My best friend Zak's older brother, Adam is getting married to his fiancée, Rachel, in a year. She really does not like her family's social views, as they are very Catholic (she calls her father "The Überpope"). Rachel is from Ireland and most of her family speaks Irish Gaelic as their first language. Her family recently found out that I dated Adam's younger brother for a while, and were furious, albeit, passive-aggressively, that she would marry into a family that accepts homosexuality. She came up with the idea that she wants Zak and I to sing the song, "Londonderry Air" (A.K.A. Danny Boy) in Irish Gaelic at the reception. However, she and Adam say that it would be really funny for them if we changed the lyrics completely. They want us to sing a romantic, mildly sexually explicit, homoerotic version of the song.
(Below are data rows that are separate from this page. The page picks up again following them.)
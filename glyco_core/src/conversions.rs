//! `From` implementations bridging `glyco_config` types to `glyco_core` types.

use glyco_traits::{DosingLimits, TargetRange};

use crate::config::{
    CarbModelCfg, DosingStrategy, EnabledEffects, ForecastSettings, MomentumCfg,
    RecommendationCfg, RetrospectiveCfg, SensitivityMode,
};
use crate::error::{ForecastError, Result};
use crate::insulin::InsulinModel;
use crate::memory::InMemoryHistory;
use crate::schedule::DailySchedule;

// ── Enums ────────────────────────────────────────────────────────────────────

impl From<glyco_config::InsulinModelKind> for InsulinModel {
    fn from(k: glyco_config::InsulinModelKind) -> Self {
        match k {
            glyco_config::InsulinModelKind::RapidActingAdult => InsulinModel::RapidActingAdult,
            glyco_config::InsulinModelKind::RapidActingChild => InsulinModel::RapidActingChild,
            glyco_config::InsulinModelKind::Fiasp => InsulinModel::Fiasp,
            glyco_config::InsulinModelKind::Lyumjev => InsulinModel::Lyumjev,
            glyco_config::InsulinModelKind::Afrezza => InsulinModel::Afrezza,
        }
    }
}

impl From<glyco_config::SensitivityMode> for SensitivityMode {
    fn from(m: glyco_config::SensitivityMode) -> Self {
        match m {
            glyco_config::SensitivityMode::DoseStart => SensitivityMode::DoseStart,
            glyco_config::SensitivityMode::EffectTime => SensitivityMode::EffectTime,
        }
    }
}

impl From<glyco_config::DosingStrategy> for DosingStrategy {
    fn from(s: glyco_config::DosingStrategy) -> Self {
        match s {
            glyco_config::DosingStrategy::TempBasalOnly => DosingStrategy::TempBasalOnly,
            glyco_config::DosingStrategy::AutomaticBolus => DosingStrategy::AutomaticBolus,
            glyco_config::DosingStrategy::ManualBolus => DosingStrategy::ManualBolus,
        }
    }
}

// ── Sections ─────────────────────────────────────────────────────────────────

impl From<&glyco_config::EffectsCfg> for EnabledEffects {
    fn from(c: &glyco_config::EffectsCfg) -> Self {
        Self {
            insulin: c.insulin,
            carbs: c.carbs,
            retrospective_correction: c.retrospective_correction,
            momentum: c.momentum,
        }
    }
}

impl From<&glyco_config::CarbsCfg> for CarbModelCfg {
    fn from(c: &glyco_config::CarbsCfg) -> Self {
        Self {
            default_absorption_minutes: c.default_absorption_minutes,
            absorption_overrun: c.absorption_overrun,
            delay_minutes: c.delay_minutes,
        }
    }
}

impl From<&glyco_config::RetrospectiveCfg> for RetrospectiveCfg {
    fn from(c: &glyco_config::RetrospectiveCfg) -> Self {
        Self {
            grouping_minutes: c.grouping_minutes,
            effect_minutes: c.effect_minutes,
            recency_minutes: c.recency_minutes,
        }
    }
}

impl From<&glyco_config::MomentumCfg> for MomentumCfg {
    fn from(c: &glyco_config::MomentumCfg) -> Self {
        Self {
            window_minutes: c.window_minutes,
            duration_minutes: c.duration_minutes,
            min_samples: c.min_samples,
        }
    }
}

impl From<&glyco_config::DosingCfg> for RecommendationCfg {
    fn from(c: &glyco_config::DosingCfg) -> Self {
        Self {
            strategy: c.strategy.into(),
            partial_application_factor: c.partial_application_factor,
            temp_basal_minutes: c.temp_basal_minutes,
            max_glucose_age_minutes: c.max_glucose_age_minutes,
            ..RecommendationCfg::default()
        }
    }
}

/// Dosing limits from the `[limits]` section.
pub fn dosing_limits(c: &glyco_config::Limits) -> DosingLimits {
    DosingLimits {
        max_bolus: c.max_bolus,
        max_basal_rate: c.max_basal_rate,
        suspend_threshold: c.suspend_threshold,
        bolus_increment: c.bolus_increment,
    }
}

impl From<&glyco_config::Config> for ForecastSettings {
    fn from(c: &glyco_config::Config) -> Self {
        Self {
            delta_minutes: c.algorithm.delta_minutes,
            glucose_tolerance_minutes: c.algorithm.glucose_tolerance_minutes,
            insulin_model: c.algorithm.insulin_model.into(),
            sensitivity_mode: c.algorithm.sensitivity_mode.into(),
            effects: (&c.effects).into(),
            carbs: (&c.carbs).into(),
            retrospective: (&c.retrospective).into(),
            momentum: (&c.momentum).into(),
            recommendation: (&c.dosing).into(),
            prediction_floor: c.algorithm.prediction_floor,
        }
    }
}

// ── Schedules ────────────────────────────────────────────────────────────────

fn offset(start: &str, minutes: Option<u32>) -> Result<u32> {
    minutes.ok_or_else(|| ForecastError::InvalidInput(format!("invalid schedule start {start:?}")))
}

impl TryFrom<&[glyco_config::ScheduleItem]> for DailySchedule<f64> {
    type Error = ForecastError;

    fn try_from(items: &[glyco_config::ScheduleItem]) -> Result<Self> {
        let items = items
            .iter()
            .map(|i| -> Result<(u32, f64)> { Ok((offset(&i.start, i.start_minutes())?, i.value)) })
            .collect::<Result<Vec<_>>>()?;
        DailySchedule::new(items)
    }
}

impl TryFrom<&[glyco_config::TargetItem]> for DailySchedule<TargetRange> {
    type Error = ForecastError;

    fn try_from(items: &[glyco_config::TargetItem]) -> Result<Self> {
        let items = items
            .iter()
            .map(|i| -> Result<(u32, TargetRange)> {
                Ok((offset(&i.start, i.start_minutes())?, TargetRange::new(i.min, i.max)))
            })
            .collect::<Result<Vec<_>>>()?;
        DailySchedule::new(items)
    }
}

impl TryFrom<&glyco_config::Schedules> for InMemoryHistory {
    type Error = ForecastError;

    /// Empty histories over the configured daily schedules.
    fn try_from(s: &glyco_config::Schedules) -> Result<Self> {
        Ok(InMemoryHistory::new(
            DailySchedule::try_from(s.basal.as_slice())?,
            DailySchedule::try_from(s.sensitivity.as_slice())?,
            DailySchedule::try_from(s.carb_ratio.as_slice())?,
            DailySchedule::try_from(s.target.as_slice())?,
        ))
    }
}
Rachel doesn't speak much Gaelic so she can't translate. That isn't my problem. My problem is that I'm suffering from the world's worst case of writer's block and can't think of anything that isn't either stupid or too graphic and nobody seems to want to help. I don't need a translator, as I found one, so I just need help with English lyrics, and my translator will make it fit to the song. I have the opening line in Irish already, "A Rún mo Chroí" which can mean something along the lines of "My Love." it's a bit different when I can remember the exact translation, but I'm using my iPhone to post this and I'm too lazy to look it up.

So, any ideas?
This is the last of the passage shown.